Purim has never really been a big thing in our family.

Three out of my five children refused to go to school on Purim; not once or twice, every year. They just hated it. The noise, the costumes, the chaos. Asaf had no choice; he had to go to school and the last child just tolerated it. I was never one of those parents who spends weeks designing the perfect costume.


In our house, Purim was something we mostly got through.


This year was the first time I had the opportunity to actually ask Asaf if he wanted to dress up. I asked almost as an afterthought, convinced I already knew the answer would be no. He does not like crowds. He does not like noise. He definitely does not like sudden noise. If there is a holiday built around all of those things, it is Purim.


But instead of assuming, I asked.

And he typed:

"I want to dress up as a businesswoman with a wig and a skirt, jewelry and makeup."


I just stared at the screen.

A businesswoman. With details.

It was so specific, and so joyful, and so completely different from what I had imagined he would say.


And it made me realize something that happens to all of us as parents, especially when we are raising a child with disabilities. Over time, we build a set of beliefs about what our children like, what they can handle, and what will be too much for them.

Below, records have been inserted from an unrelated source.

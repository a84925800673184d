// This Source Code Form is subject to the terms of the Mozilla Public
// License, v. 2.0. If a copy of the MPL was not distributed with this
// file, You can obtain one at http://mozilla.org/MPL/2.0/.

//! The dependency tree of mapped devices, and the orchestrated walks
//! over it.
//!
//! The tree is an ephemeral plan: built fresh from the registry before
//! each orchestrated operation, walked, discarded. Nodes live in an
//! arena and refer to each other by index; devices and nodes are
//! linked by UUID, never by address, so rebuilding a tree never
//! invalidates device records. A sentinel root is the parent of every
//! node with no other parents and the child of every node with no
//! other children, so walks in either direction have a universal
//! starting point.
//!
//! Activation walks dependencies-first (children before parents);
//! suspension and removal walk dependents-first. Within a walk the
//! order is the topological order of the scoped sub-graph, ties broken
//! by ascending (major, minor). A failure stops progress along its own
//! path but sibling paths continue; callers read the per-node report.

use std::{
    any::Any,
    collections::{HashMap, HashSet},
    fmt,
    sync::{
        atomic::{AtomicBool, Ordering},
        Arc,
    },
};

use crate::{
    core::{DevId, Device, DmControl, DmFlags, DmName, DmNameBuf, DmOptions, DmUuid, DmUuidBuf},
    registry::{DevFlags, DeviceRegistry, TableSlot},
    result::{DmError, DmResult, ErrorEnum},
};

/// Index of a node in its tree's arena.
pub type NodeId = usize;

const ROOT: NodeId = 0;
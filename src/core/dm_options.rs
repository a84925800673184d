// This Source Code Form is subject to the terms of the Mozilla Public
// License, v. 2.0. If a copy of the MPL was not distributed with this
// file, You can obtain one at http://mozilla.org/MPL/2.0/.
use crate::core::dm_flags::DmFlags;

/// Encapsulates options for device mapper calls
#[derive(Clone, Copy, Debug, Default)]
pub struct DmOptions {
    flags: DmFlags,
}

impl DmOptions {
    /// Set the DmFlags value for self. Replace the previous value.
    /// Consumes self.
    pub fn set_flags(mut self, flags: DmFlags) -> DmOptions {
        self.flags = flags;
        self
    }

    /// Retrieve the flags value
    pub fn flags(&self) -> DmFlags {
        self.flags
    }

    /// Test whether flag is set in this DmOptions.
    pub fn has_flag(&self, flag: DmFlags) -> bool {
        (self.flags().bits() & flag.bits()) == flag.bits()
    }
}
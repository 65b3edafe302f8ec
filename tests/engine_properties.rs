//! Property tests driving the engine through random operation sequences and
//! auditing the public surface after every step: the book stays uncrossed, no
//! empty level is ever surfaced, sizes are conserved between fills and
//! resting remainders, fills respect price then time priority, and cancels
//! are idempotent.

use matchbook::{Depth, Fill, Matcher, Side, TreeMap};
use proptest::prelude::*;
use proptest::test_runner::TestCaseError;
use std::collections::HashMap;

#[derive(Debug, Clone)]
enum Op {
    Insert { buy: bool, price: u64, size: u64 },
    Cancel { target: usize },
}

/// Narrow price band and small sizes so sequences cross, sweep, and partially
/// fill often instead of only resting.
fn arb_ops(max_len: usize) -> impl Strategy<Value = Vec<Op>> {
    prop::collection::vec(
        prop_oneof![
            3 => (any::<bool>(), 1u64..=12, 1u64..=6)
                .prop_map(|(buy, price, size)| Op::Insert { buy, price, size }),
            1 => (0usize..64).prop_map(|target| Op::Cancel { target }),
        ],
        1..max_len,
    )
}

fn run(ops: &[Op]) -> (Vec<Fill>, Depth) {
    let mut m = Matcher::new(TreeMap::new());
    let mut ids: Vec<String> = Vec::new();
    let mut all_fills = Vec::new();
    for (i, op) in ops.iter().enumerate() {
        match op {
            Op::Insert { buy, price, size } => {
                let id = format!("o{i}");
                let side = if *buy { Side::Buy } else { Side::Sell };
                let fills = m.insert(id.clone(), side, *price, *size, i as i64).unwrap();
                ids.push(id);
                all_fills.extend(fills);
            }
            Op::Cancel { target } => {
                if ids.is_empty() {
                    let _ = m.cancel("never-inserted").unwrap();
                } else {
                    let _ = m.cancel(&ids[target % ids.len()]).unwrap();
                }
            }
        }
    }
    (all_fills, m.depth(usize::MAX))
}

/// Audit the visible book state against an externally maintained ledger of
/// expected remainders.
fn check_book_against_ledger(
    m: &Matcher<TreeMap>,
    remaining: &HashMap<String, u64>,
) -> Result<(), TestCaseError> {
    if let (Some(bid), Some(ask)) = (m.best_bid(), m.best_ask()) {
        prop_assert!(bid < ask, "book crossed: bid {} >= ask {}", bid, ask);
    }

    let depth = m.depth(usize::MAX);
    for w in depth.bids.windows(2) {
        prop_assert!(w[0].price > w[1].price, "bids not strictly descending");
    }
    for w in depth.asks.windows(2) {
        prop_assert!(w[0].price < w[1].price, "asks not strictly ascending");
    }
    for item in depth.bids.iter().chain(depth.asks.iter()) {
        prop_assert!(item.size > 0, "empty level surfaced at price {}", item.price);
    }

    let bid_sum: u64 = depth.bids.iter().map(|i| i.size).sum();
    let ask_sum: u64 = depth.asks.iter().map(|i| i.size).sum();

    let mut ledger_bid_sum = 0u64;
    let mut ledger_ask_sum = 0u64;
    for (id, expected) in remaining {
        let order = m.lookup(id);
        prop_assert!(order.is_some(), "live order {} missing from book", id);
        let order = order.unwrap();
        prop_assert_eq!(
            order.remaining(),
            *expected,
            "remaining mismatch for {}",
            id
        );
        match order.side {
            Side::Buy => ledger_bid_sum += *expected,
            Side::Sell => ledger_ask_sum += *expected,
        }
    }
    prop_assert_eq!(m.order_count(), remaining.len());
    prop_assert_eq!(bid_sum, ledger_bid_sum, "bid size conservation violated");
    prop_assert_eq!(ask_sum, ledger_ask_sum, "ask size conservation violated");

    Ok(())
}

proptest! {
    #[test]
    fn op_sequences_preserve_book_invariants(ops in arb_ops(48)) {
        let mut m = Matcher::new(TreeMap::new());
        let mut ids: Vec<String> = Vec::new();
        // Expected remaining size per live (resting) order.
        let mut remaining: HashMap<String, u64> = HashMap::new();
        // Operation index at which each resting order arrived, for FIFO checks.
        let mut rest_seq: HashMap<String, usize> = HashMap::new();

        for (i, op) in ops.iter().enumerate() {
            match op {
                Op::Insert { buy, price, size } => {
                    let id = format!("o{i}");
                    let side = if *buy { Side::Buy } else { Side::Sell };
                    let fills = m.insert(id.clone(), side, *price, *size, i as i64).unwrap();

                    let mut taker_total = 0u64;
                    let mut last_price: Option<u64> = None;
                    let mut last_seq_at_price: Option<usize> = None;
                    for f in &fills {
                        prop_assert!(f.size > 0, "zero-size fill emitted");
                        prop_assert_eq!(&f.taker_order_id, &id);
                        prop_assert_ne!(&f.maker_order_id, &id);
                        prop_assert_eq!(f.timestamp, i as i64);
                        if *buy {
                            prop_assert!(f.price <= *price, "fill above buy limit");
                        } else {
                            prop_assert!(f.price >= *price, "fill below sell limit");
                        }

                        // Price priority: fill prices are monotone in
                        // emission order, best price first.
                        if let Some(lp) = last_price {
                            if *buy {
                                prop_assert!(f.price >= lp, "buy fills must not improve");
                            } else {
                                prop_assert!(f.price <= lp, "sell fills must not improve");
                            }
                            if f.price != lp {
                                last_seq_at_price = None;
                            }
                        }
                        // Time priority: within one price, makers appear in
                        // arrival order.
                        let seq = rest_seq[&f.maker_order_id];
                        if let Some(ls) = last_seq_at_price {
                            prop_assert!(seq > ls, "level FIFO violated");
                        }
                        last_seq_at_price = Some(seq);
                        last_price = Some(f.price);

                        taker_total += f.size;
                        let r = remaining
                            .get_mut(&f.maker_order_id)
                            .expect("maker must be a live resting order");
                        prop_assert!(*r >= f.size, "maker overfilled");
                        *r -= f.size;
                        if *r == 0 {
                            remaining.remove(&f.maker_order_id);
                        }
                    }

                    prop_assert!(taker_total <= *size, "taker overfilled");
                    if taker_total < *size {
                        remaining.insert(id.clone(), *size - taker_total);
                        rest_seq.insert(id.clone(), i);
                    }
                    ids.push(id);
                }
                Op::Cancel { target } => {
                    if ids.is_empty() {
                        prop_assert!(!m.cancel("never-inserted").unwrap());
                    } else {
                        let id = ids[target % ids.len()].clone();
                        let was_live = remaining.remove(&id).is_some();
                        prop_assert_eq!(m.cancel(&id).unwrap(), was_live);
                        prop_assert!(!m.cancel(&id).unwrap(), "cancel must not revive");
                    }
                }
            }

            check_book_against_ledger(&m, &remaining)?;
        }
    }

    #[test]
    fn identical_op_sequences_are_deterministic(ops in arb_ops(32)) {
        let (fills_a, depth_a) = run(&ops);
        let (fills_b, depth_b) = run(&ops);
        prop_assert_eq!(fills_a, fills_b);
        prop_assert_eq!(depth_a.bids, depth_b.bids);
        prop_assert_eq!(depth_a.asks, depth_b.asks);
    }

    #[test]
    fn non_crossing_insert_then_cancel_is_a_noop(ops in arb_ops(24), buy in any::<bool>()) {
        let mut m = Matcher::new(TreeMap::new());
        let mut ids: Vec<String> = Vec::new();
        for (i, op) in ops.iter().enumerate() {
            match op {
                Op::Insert { buy, price, size } => {
                    let id = format!("o{i}");
                    let side = if *buy { Side::Buy } else { Side::Sell };
                    m.insert(id.clone(), side, *price, *size, i as i64).unwrap();
                    ids.push(id);
                }
                Op::Cancel { target } => {
                    if !ids.is_empty() {
                        let _ = m.cancel(&ids[target % ids.len()]).unwrap();
                    }
                }
            }
        }

        let side = if buy { Side::Buy } else { Side::Sell };
        // Probe one tick away from the far side so the order cannot cross.
        let price = match side {
            Side::Buy => m.best_ask().map_or(5, |a| a.saturating_sub(1).max(1)),
            Side::Sell => m.best_bid().map_or(500, |b| b + 1),
        };
        let crosses = match side {
            Side::Buy => m.best_ask().is_some_and(|a| price >= a),
            Side::Sell => m.best_bid().is_some_and(|b| price <= b),
        };
        prop_assume!(!crosses);

        let before = m.depth(usize::MAX);
        let count_before = m.order_count();

        let fills = m.insert("probe".to_string(), side, price, 3, 9_999).unwrap();
        prop_assert!(fills.is_empty(), "non-crossing probe filled: {:?}", fills);
        prop_assert!(m.cancel("probe").unwrap());

        let after = m.depth(usize::MAX);
        prop_assert_eq!(before.bids, after.bids);
        prop_assert_eq!(before.asks, after.asks);
        prop_assert_eq!(m.order_count(), count_before);
        prop_assert!(!m.cancel("probe").unwrap());
    }
}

Sometimes those beliefs come from real experiences. Sometimes they come from patterns we have seen before. And sometimes they are simply the stories we tell ourselves because they make the world feel more predictable.

But those stories can quietly become limitations.


So we bought and borrowed  the wig. A skirt. A nice shirt. Make up. A necklace.

He got dressed as a businesswoman. The wig only lasted a few minutes before it became too overwhelming from a sensory perspective. The skirt and the jewellery stayed. The lipstick was applied with great enthusiasm, and then promptly licked off his lips, and eaten.

And then we did something we had never done before.


We went to the Megillah reading.

In previous years I never even considered taking him. I assumed it would be overwhelming. Too loud, too crowded, too unpredictable.

But this year we went.


He sat present, happy and content. And something inside me shifted. For the first time, I did not feel self conscious about the happy noises he was making. I did not worry about what people around us might think.

This is my son.and this is how he communicates joy.

He was clearly having a wonderful time.


He stayed until the very end. Sitting there, part of the community, listening to the Megillah like everyone else. When everyone got up to dance, he danced too. In that moment, watching him dance with everyone else, my heart grew. It was a small moment in some ways. Just a costume, a synagogue, a megila reading.


But for me it felt much bigger.


It reminded me how easily we can confuse protection with limitation. How quickly we decide something will be too difficult, and quietly remove the possibility before it even exists.

Sometimes the most important thing we can do is simply ask.

This Purim, my son dressed as a businesswoman with a wig and jewellery.

And I was reminded that our children are always more than the stories we tell ourselves about them.